### GOAL OF THE EXERCISE
Count every line below that holds "file". The answer is the number alone.

### MATERIAL SHOWN
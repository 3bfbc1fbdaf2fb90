//! Namespace tree assembly.
//!
//! Resolved declarations are arranged into the tree the emitter walks: one
//! package namespace holding top-level enums, messages and services, with
//! each message that has nested types followed by a namespace of the same
//! name (TypeScript declaration merging) that holds them.

use crate::error::{Error, Result};
use crate::index::join;
use crate::mapper::TypeExpr;
use crate::service::Signature;
use std::collections::HashMap;
use tracing::trace;

/// A message interface member
#[derive(Debug, Clone, PartialEq, Eq)]
pub struct Member {
    /// Member name after casing
    pub name: String,
    /// Member type
    pub expr: TypeExpr,
    /// Leading comment, verbatim
    pub leading: Option<String>,
    /// Trailing comment, verbatim
    pub trailing: Option<String>,
}

/// A resolved message
#[derive(Debug, Clone, PartialEq, Eq)]
pub struct MessageDecl {
    /// Interface name
    pub name: String,
    /// Fully-qualified protobuf name
    pub full_name: String,
    /// Leading comment, verbatim
    pub leading: Option<String>,
    /// Members in field declaration order
    pub members: Vec<Member>,
    /// Nested enums in declaration order
    pub enums: Vec<EnumDecl>,
    /// Nested messages in declaration order, map entries excluded
    pub messages: Vec<MessageDecl>,
    /// Synthetic map entries in the order of their map fields
    pub map_entries: Vec<MessageDecl>,
}

impl MessageDecl {
    fn has_nested(&self) -> bool {
        !(self.enums.is_empty() && self.messages.is_empty() && self.map_entries.is_empty())
    }
}

/// A resolved enum
#[derive(Debug, Clone, PartialEq, Eq)]
pub struct EnumDecl {
    /// Enum name
    pub name: String,
    /// Fully-qualified protobuf name
    pub full_name: String,
    /// Leading comment, verbatim
    pub leading: Option<String>,
    /// Members, one per distinct number, first-declared name kept
    pub members: Vec<EnumMember>,
}

/// One enum member
#[derive(Debug, Clone, PartialEq, Eq)]
pub struct EnumMember {
    /// Member name
    pub name: String,
    /// Declared number
    pub number: i32,
    /// Leading comment, verbatim
    pub leading: Option<String>,
    /// Trailing comment, verbatim
    pub trailing: Option<String>,
}

/// A resolved service
#[derive(Debug, Clone, PartialEq, Eq)]
pub struct ServiceDecl {
    /// Interface name (`<Service>Service`)
    pub name: String,
    /// Fully-qualified protobuf name
    pub full_name: String,
    /// Leading comment, verbatim
    pub leading: Option<String>,
    /// Methods in declaration order
    pub methods: Vec<MethodDecl>,
}

/// One service method
#[derive(Debug, Clone, PartialEq, Eq)]
pub struct MethodDecl {
    /// Method name after casing
    pub name: String,
    /// Call signature
    pub signature: Signature,
    /// Leading comment, verbatim
    pub leading: Option<String>,
    /// Trailing comment, verbatim
    pub trailing: Option<String>,
}

/// An interface node (message shape)
#[derive(Debug, Clone, PartialEq, Eq)]
pub struct InterfaceNode {
    /// Interface name
    pub name: String,
    /// Leading comment
    pub leading: Option<String>,
    /// Members
    pub members: Vec<Member>,
}

/// A namespace node holding nested declarations
#[derive(Debug, Clone, PartialEq, Eq)]
pub struct NamespaceNode {
    /// Namespace name
    pub name: String,
    /// Children in emission order
    pub children: Vec<Node>,
}

/// A node of the namespace tree
#[derive(Debug, Clone, PartialEq, Eq)]
pub enum Node {
    /// A message interface
    Interface(InterfaceNode),
    /// An enum
    Enum(EnumDecl),
    /// A service interface
    Service(ServiceDecl),
    /// A message namespace
    Namespace(NamespaceNode),
}

impl Node {
    fn declared_name(&self) -> &str {
        match self {
            Node::Interface(i) => &i.name,
            Node::Enum(e) => &e.name,
            Node::Service(s) => &s.name,
            Node::Namespace(n) => &n.name,
        }
    }
}

/// The declarations of one output file
#[derive(Debug, Clone, PartialEq, Eq)]
pub struct NamespaceTree {
    /// Package segments (`["grpc", "testing"]`); empty for no package
    pub package: Vec<String>,
    /// Top-level children in emission order
    pub children: Vec<Node>,
}

impl NamespaceTree {
    /// The dotted package chain
    pub fn package_name(&self) -> String {
        self.package.join(".")
    }
}

/// Assembles resolved declarations of one file into a namespace tree.
///
/// Top-level enums come first, then messages, then services, each group in
/// declaration order. Fails with [`Error::PackageConflict`] if two
/// declarations would claim the same name in one scope.
pub fn build(
    package: &str,
    file: &str,
    enums: Vec<EnumDecl>,
    messages: Vec<MessageDecl>,
    services: Vec<ServiceDecl>,
) -> Result<NamespaceTree> {
    let mut children = Vec::new();
    children.extend(enums.into_iter().map(Node::Enum));
    for message in messages {
        push_message(&mut children, message);
    }
    children.extend(services.into_iter().map(Node::Service));

    check_scope(package, file, &children)?;

    let package = package
        .split('.')
        .filter(|s| !s.is_empty())
        .map(str::to_string)
        .collect();

    Ok(NamespaceTree { package, children })
}

fn push_message(out: &mut Vec<Node>, message: MessageDecl) {
    let has_nested = message.has_nested();
    let MessageDecl {
        name,
        leading,
        members,
        enums,
        messages,
        map_entries,
        ..
    } = message;

    out.push(Node::Interface(InterfaceNode {
        name: name.clone(),
        leading,
        members,
    }));

    if has_nested {
        let mut children = Vec::new();
        children.extend(enums.into_iter().map(Node::Enum));
        for nested in messages.into_iter().chain(map_entries) {
            push_message(&mut children, nested);
        }
        out.push(Node::Namespace(NamespaceNode { name, children }));
    }
}

/// Checks that names are unique per scope, recursing into namespaces.
///
/// An interface and the namespace right after it share a name on purpose;
/// any other repeat is a conflict.
fn check_scope(scope: &str, file: &str, children: &[Node]) -> Result<()> {
    let mut seen: HashMap<&str, &Node> = HashMap::new();

    for node in children {
        let name = node.declared_name();
        if let Some(previous) = seen.insert(name, node) {
            let merges = matches!(
                (previous, node),
                (Node::Interface(_), Node::Namespace(_))
            );
            if !merges {
                return Err(Error::package_conflict(join(scope, name), file));
            }
        }

        if let Node::Namespace(ns) = node {
            trace!("Checking scope {}", join(scope, &ns.name));
            check_scope(&join(scope, &ns.name), file, &ns.children)?;
        }
    }

    Ok(())
}

#[cfg(test)]
mod tests {
    use super::*;
    use crate::service::CallShape;

    fn msg(name: &str) -> MessageDecl {
        MessageDecl {
            name: name.to_string(),
            full_name: format!("pkg.{}", name),
            leading: None,
            members: vec![],
            enums: vec![],
            messages: vec![],
            map_entries: vec![],
        }
    }

    fn enm(name: &str) -> EnumDecl {
        EnumDecl {
            name: name.to_string(),
            full_name: format!("pkg.{}", name),
            leading: None,
            members: vec![],
        }
    }

    fn svc(name: &str) -> ServiceDecl {
        ServiceDecl {
            name: name.to_string(),
            full_name: format!("pkg.{}", name),
            leading: None,
            methods: vec![MethodDecl {
                name: "Call".to_string(),
                signature: Signature {
                    shape: CallShape::Unary,
                    input: "A".to_string(),
                    output: "B".to_string(),
                    async_iterators: false,
                },
                leading: None,
                trailing: None,
            }],
        }
    }

    #[test]
    fn test_top_level_order() {
        let tree = build(
            "grpc.testing",
            "a.proto",
            vec![enm("Color")],
            vec![msg("Request"), msg("Response")],
            vec![svc("TestServiceService")],
        )
        .unwrap();

        assert_eq!(tree.package, vec!["grpc", "testing"]);
        assert_eq!(tree.package_name(), "grpc.testing");
        let names: Vec<_> = tree.children.iter().map(Node::declared_name).collect();
        assert_eq!(names, vec!["Color", "Request", "Response", "TestServiceService"]);
    }

    #[test]
    fn test_nested_types_stay_inside_parent_namespace() {
        let mut parent = msg("SearchRequest");
        parent.enums.push(enm("Corpus"));
        let mut child = msg("Inner");
        child.enums.push(enm("Deep"));
        parent.messages.push(child);
        parent.map_entries.push(msg("XyzEntry"));

        let tree = build("example", "a.proto", vec![], vec![parent], vec![]).unwrap();
        assert_eq!(tree.children.len(), 2);
        assert!(matches!(&tree.children[0], Node::Interface(i) if i.name == "SearchRequest"));

        let Node::Namespace(ns) = &tree.children[1] else {
            panic!("expected namespace");
        };
        assert_eq!(ns.name, "SearchRequest");
        let names: Vec<_> = ns.children.iter().map(Node::declared_name).collect();
        assert_eq!(names, vec!["Corpus", "Inner", "Inner", "XyzEntry"]);
        assert!(matches!(&ns.children[2], Node::Namespace(inner) if inner.children.len() == 1));
    }

    #[test]
    fn test_message_without_nested_has_no_namespace() {
        let tree = build("", "a.proto", vec![], vec![msg("Plain")], vec![]).unwrap();
        assert!(tree.package.is_empty());
        assert_eq!(tree.children.len(), 1);
    }

    #[test]
    fn test_service_interface_conflict() {
        let err = build(
            "pkg",
            "a.proto",
            vec![],
            vec![msg("GreeterService")],
            vec![svc("GreeterService")],
        )
        .unwrap_err();
        assert!(matches!(err, Error::PackageConflict { ref path, .. } if path == "pkg.GreeterService"));
    }

    #[test]
    fn test_nested_conflict_is_detected() {
        let mut parent = msg("Outer");
        parent.messages.push(msg("Twice"));
        parent.map_entries.push(msg("Twice"));
        let err = build("pkg", "a.proto", vec![], vec![parent], vec![]).unwrap_err();
        assert!(matches!(err, Error::PackageConflict { ref path, .. } if path == "pkg.Outer.Twice"));
    }
}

### RESULT OF THIS TASK
7